Programın “Temel Hedefler” kısmında yer alan “İşgücü piyasasında iş-beceri uyumu artırılacak ve esnekleştirme adımları atılacaktır” ifadesi buradaki planı gösteriyor.
“İstihdam ile ilgili politika ve tedbirler” başlığı altında yer alan maddeler Sabah gazetesindeki haberi doğrular nitelikte. İşte o maddeler:
“Kovid-19 salgını sonrası ekonomik toparlanmayı destekleyici, gençlerin deneyim kazanarak işgücü piyasasına girişlerini kolaylaştırıcı, kısmi süreli çalışmayı teşvik edici ve işgücü piyasasına ilişkin yapısal düzenlemeleri de içeren İstihdam Kalkanı Paketi hayata geçirilecektir.
“25 yaş altı gençler ile 50 yaşın üstünde olan çalışanların istihdam edilebilirliklerini kolaylaştırmak için daha esnek koşullar sağlanacaktır.
“İleri yaş gruplarında istihdamın desteklenmesine yönelik olarak 50 yaş üstü tam zamanlı çalışanların kısmi zamanlı çalışmaya geçişi teşvik edilecek, bu sayede iş ve yaşam dengesi daha sağlıklı hale getirilecektir.
“10 günden az çalışan 25 yaş altı gençlerin daha kolay istihdam edilmesine imkân sağlayacak düzenleme ile gençlerin deneyim ve beceri kazanmaları sağlanacak ve işverenlerin gençleri tercih etmesi desteklenecektir.”

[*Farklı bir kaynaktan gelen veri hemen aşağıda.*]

// src/db/memory_store.rs

use std::{
    cmp::Ordering,
    collections::HashMap,
    sync::atomic::{AtomicBool, AtomicU64, AtomicUsize, Ordering as AtomicOrdering},
};

use async_trait::async_trait;
use serde_json::{Map, Value};
use tokio::sync::RwLock;

use crate::{
    common::db_utils::{projection_columns, quote_ident},
    db::store::{FilterOp, RemoteStore, Row, SelectQuery, StoreError},
};

// Armazenamento em memória com a mesma semântica do PgStore.
// Usado com DATABASE_URL=memory:// e como dublê nos testes.
#[derive(Debug, Default)]
pub struct MemoryStore {
    collections: RwLock<HashMap<String, Vec<Row>>>,
    unavailable: AtomicBool,
    next_id: AtomicU64,
    select_calls: AtomicUsize,
}

impl MemoryStore {
    pub fn new() -> Self {
        Self::default()
    }

    /// Substitui o conteúdo de uma coleção.
    pub async fn seed(&self, collection: &str, rows: Vec<Row>) {
        self.collections.write().await.insert(collection.to_string(), rows);
    }

    pub async fn rows(&self, collection: &str) -> Vec<Row> {
        self.collections.read().await.get(collection).cloned().unwrap_or_default()
    }

    /// Simula uma queda do banco: todas as chamadas passam a falhar.
    pub fn set_available(&self, available: bool) {
        self.unavailable.store(!available, AtomicOrdering::SeqCst);
    }

    pub fn select_calls(&self) -> usize {
        self.select_calls.load(AtomicOrdering::SeqCst)
    }

    fn ensure_available(&self) -> Result<(), StoreError> {
        if self.unavailable.load(AtomicOrdering::SeqCst) {
            return Err(StoreError::Unavailable("memory store offline".to_string()));
        }
        Ok(())
    }
}

// Comparação no estilo do `::text` do Postgres, mas numérica quando os dois lados são números.
fn compare_values(left: &Value, right: &Value) -> Ordering {
    match (left, right) {
        (Value::Null, Value::Null) => Ordering::Equal,
        (Value::Null, _) => Ordering::Less,
        (_, Value::Null) => Ordering::Greater,
        (Value::Number(a), Value::Number(b)) => {
            let a = a.as_f64().unwrap_or_default();
            let b = b.as_f64().unwrap_or_default();
            a.partial_cmp(&b).unwrap_or(Ordering::Equal)
        }
        _ => value_text(left).cmp(&value_text(right)),
    }
}

fn value_text(value: &Value) -> String {
    match value {
        Value::String(text) => text.clone(),
        other => other.to_string(),
    }
}

fn project(row: &Row, columns: &Option<Vec<String>>) -> Row {
    match (columns, row) {
        (Some(columns), Value::Object(object)) => {
            let projected: Map<String, Value> = columns
                .iter()
                .map(|column| (column.clone(), object.get(column).cloned().unwrap_or(Value::Null)))
                .collect();
            Value::Object(projected)
        }
        _ => row.clone(),
    }
}

#[async_trait]
impl RemoteStore for MemoryStore {
    async fn select(&self, collection: &str, query: &SelectQuery) -> Result<Vec<Row>, StoreError> {
        self.select_calls.fetch_add(1, AtomicOrdering::SeqCst);
        self.ensure_available()?;
        quote_ident(collection)?;

        let collections = self.collections.read().await;
        let Some(rows) = collections.get(collection) else {
            return Err(StoreError::Unavailable(format!("relation \"{}\" does not exist", collection)));
        };

        let mut rows: Vec<Row> = rows
            .iter()
            .filter(|row| match &query.filter {
                None => true,
                Some(filter) => {
                    let field = row.get(&filter.column).unwrap_or(&Value::Null);
                    match filter.op {
                        FilterOp::Eq => !field.is_null() && compare_values(field, &filter.value) == Ordering::Equal,
                        FilterOp::Gte => !field.is_null() && compare_values(field, &filter.value) != Ordering::Less,
                    }
                }
            })
            .cloned()
            .collect();

        if let Some(order) = &query.order_by {
            rows.sort_by(|a, b| {
                let a = a.get(&order.column).unwrap_or(&Value::Null);
                let b = b.get(&order.column).unwrap_or(&Value::Null);
                let ordering = compare_values(a, b);
                if order.ascending { ordering } else { ordering.reverse() }
            });
        }

        let columns = projection_columns(query.projection.as_deref());
        Ok(rows.iter().map(|row| project(row, &columns)).collect())
    }

    async fn upsert(&self, collection: &str, record: Row) -> Result<Option<Row>, StoreError> {
        self.ensure_available()?;
        quote_ident(collection)?;

        let Value::Object(mut fields) = record else {
            return Err(StoreError::NotAnObject);
        };

        let mut collections = self.collections.write().await;
        let rows = collections.entry(collection.to_string()).or_default();

        match fields.get("id").cloned().filter(|id| !id.is_null()) {
            // UPDATE: linha inexistente não é erro, apenas nada volta.
            Some(id) => {
                let existing = rows
                    .iter_mut()
                    .find(|row| row.get("id").map(|current| compare_values(current, &id) == Ordering::Equal).unwrap_or(false));

                Ok(existing.map(|row| {
                    if let Value::Object(current) = &mut *row {
                        for (key, value) in fields {
                            current.insert(key, value);
                        }
                    }
                    row.clone()
                }))
            }
            None => {
                let id = self.next_id.fetch_add(1, AtomicOrdering::SeqCst) + 1;
                fields.insert("id".to_string(), Value::String(format!("mem-{}", id)));
                let row = Value::Object(fields);
                rows.push(row.clone());
                Ok(Some(row))
            }
        }
    }
}

#[cfg(test)]
mod tests {
    use super::*;
    use serde_json::json;

    async fn seeded() -> MemoryStore {
        let store = MemoryStore::new();
        store
            .seed(
                "products",
                vec![
                    json!({"id": "p2", "name": "Watch", "price": 129, "status": "active"}),
                    json!({"id": "p1", "name": "Coffee", "price": 4, "status": "inactive"}),
                    json!({"id": "p3", "name": "Necklace", "price": 249, "status": "active"}),
                ],
            )
            .await;
        store
    }

    #[tokio::test]
    async fn orders_filters_and_projects() {
        let store = seeded().await;
        let query = SelectQuery::new().select("id, name").eq("status", "active").order_by("name", true);

        let rows = store.select("products", &query).await.unwrap();
        assert_eq!(rows, vec![json!({"id": "p3", "name": "Necklace"}), json!({"id": "p2", "name": "Watch"})]);
    }

    #[tokio::test]
    async fn sorts_numbers_numerically() {
        let store = seeded().await;
        let query = SelectQuery::new().select("id").order_by("price", false);
        let rows = store.select("products", &query).await.unwrap();
        assert_eq!(rows, vec![json!({"id": "p3"}), json!({"id": "p2"}), json!({"id": "p1"})]);

        let cheap = store.select("products", &SelectQuery::new().gte("price", 129)).await.unwrap();
        assert_eq!(cheap.len(), 2);
    }

    #[tokio::test]
    async fn unknown_collection_is_an_error() {
        let store = MemoryStore::new();
        assert!(store.select("nope", &SelectQuery::new()).await.is_err());
    }

    #[tokio::test]
    async fn empty_collection_is_not_an_error() {
        let store = MemoryStore::new();
        store.seed("products", vec![]).await;
        assert!(store.select("products", &SelectQuery::new()).await.unwrap().is_empty());
    }

    #[tokio::test]
    async fn upsert_inserts_and_merges() {
        let store = seeded().await;

        let inserted = store.upsert("products", json!({"name": "Tea"})).await.unwrap().unwrap();
        assert_eq!(inserted["id"], json!("mem-1"));

        let updated = store
            .upsert("products", json!({"id": "p1", "status": "active"}))
            .await
            .unwrap()
            .unwrap();
        assert_eq!(updated, json!({"id": "p1", "name": "Coffee", "price": 4, "status": "active"}));

        let missing = store.upsert("products", json!({"id": "zz", "status": "active"})).await.unwrap();
        assert!(missing.is_none());
        assert_eq!(store.rows("products").await.len(), 4);
    }

    #[tokio::test]
    async fn offline_toggle() {
        let store = seeded().await;
        store.set_available(false);
        assert!(store.select("products", &SelectQuery::new()).await.is_err());
        assert!(store.upsert("products", json!({"name": "x"})).await.is_err());
        store.set_available(true);
        assert!(store.select("products", &SelectQuery::new()).await.is_ok());
        assert_eq!(store.select_calls(), 2);
    }
}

'Saldırı kıdem tazminatı ve iş güvencesine'
soL yazarı ve TKP Merkez Komite Üyesi Alpaslan Savaş, konuyla ilgili şu değerlendirmelerde bulunmuştu. Saldırının asıl amacının "kıdem tazminatı ve iş güvencesi" olduğuna dikkat çeken Savaş'ın değerlendirmeleri şu yönde:
"25 yaş altı-50 yaş üzeri işçilerin esnek çalışmasını teşvik eden düzenleme, bu işçiler için;
1-Kıdem tazminatını ortadan kaldıracak
2-Gelir kaybı yaratacak
3-Patronların ödeyeceği sigorta primini düşürecek
4-Sendikalaşmayı zorlaştıracak
25 yaş altı-50 yaş üzeri işçiler için belirli süreli sözleşme düzenlemesi yasalaşırsa, bu işçiler ihbar ve kıdem tazminatı alamayacak, iş güvencesi kapsamı dışına çıkacak. Sayıları 3,5 milyonun üzerinde. Patronlar SGK'lı işçilerin dörtte birinin tazminatından kurtulmuş olacak.

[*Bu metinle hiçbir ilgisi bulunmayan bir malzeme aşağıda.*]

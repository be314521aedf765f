// src/models/auth.rs

use serde::{Deserialize, Serialize};
use utoipa::ToSchema;
use validator::Validate;

#[derive(Debug, Clone, Copy, PartialEq, Eq, Serialize, Deserialize, ToSchema)]
#[serde(rename_all = "lowercase")]
pub enum Role {
    Buyer,
    Seller,
    Admin,
}

impl Role {
    /// Vendedores e administradores gerenciam produtos e pedidos.
    pub fn can_sell(self) -> bool {
        matches!(self, Role::Seller | Role::Admin)
    }
}

// O usuário vem do provedor de identidade; aqui só o lemos do token.
#[derive(Debug, Clone, PartialEq, Serialize, Deserialize, ToSchema)]
pub struct User {
    #[schema(example = "demo-seller-id")]
    pub id: String,
    #[schema(example = "demoseller@gmail.com")]
    pub email: String,
    #[schema(example = "Demo Seller")]
    pub name: String,
    pub role: Role,
}

// Login das contas demo (sem senha)
#[derive(Debug, Deserialize, Validate, ToSchema)]
pub struct DemoLoginPayload {
    #[validate(email(message = "The e-mail is invalid."))]
    #[schema(example = "demoseller@gmail.com")]
    pub email: String,
}

#[derive(Debug, Serialize, ToSchema)]
pub struct AuthResponse {
    pub token: String,
    pub user: User,
}

// Estrutura de dados ("claims") dentro do JWT
#[derive(Debug, Serialize, Deserialize)]
pub struct Claims {
    pub sub: String,   // Subject (ID do usuário)
    pub email: String,
    pub name: String,
    pub role: Role,
    pub exp: usize, // Expiration time (quando o token expira)
    pub iat: usize, // Issued At (quando o token foi criado)
}

impl From<Claims> for User {
    fn from(claims: Claims) -> Self {
        Self {
            id: claims.sub,
            email: claims.email,
            name: claims.name,
            role: claims.role,
        }
    }
}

Yine bu düzenlemeye göre 25 yaş altı işçiler ayda 10 günden az çalıştırılırlarsa patron SGK primi yatırmayacak. Bunun adına kısmi çalışma desteği diyorlar. Sadece kıdem ve ihbar tazminatını tasfiye değil, sigorta primi ödemeden işçi çalıştırabilme demek bu.
Düzenleme ayrıca 50 yaş üzeri işçilerin kısmi süreli (haftada en fazla 30 saat) çalışmasını yaygınlaştıracak. Tam zamanlı çalışmadan kısmi süreliye geçirilen 50 yaş üzeri işçiler için gelir vergisi istisnası öngörülüyor. Oysa böyle çalışan işçinin geliri zaten azalacak.

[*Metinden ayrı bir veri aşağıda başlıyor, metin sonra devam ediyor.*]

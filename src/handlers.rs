pub mod auth;
pub mod dashboard;
pub mod inventory;
pub mod operations;
pub mod pos;
pub mod wallet;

Bu olursa 25 yaş altı işçilerin sendikalaşmasını kimse beklemesin. Belirli süreli sözleşmeyle çalıştırılan işçi, sendikalaşmak için sözleşme süresinin bitmesini bekler. Çünkü süre sonunda “kadroya geçeceğini” (işçiler böyle adlandırıyor) düşünür. "Bir belli olsun bakalım" der."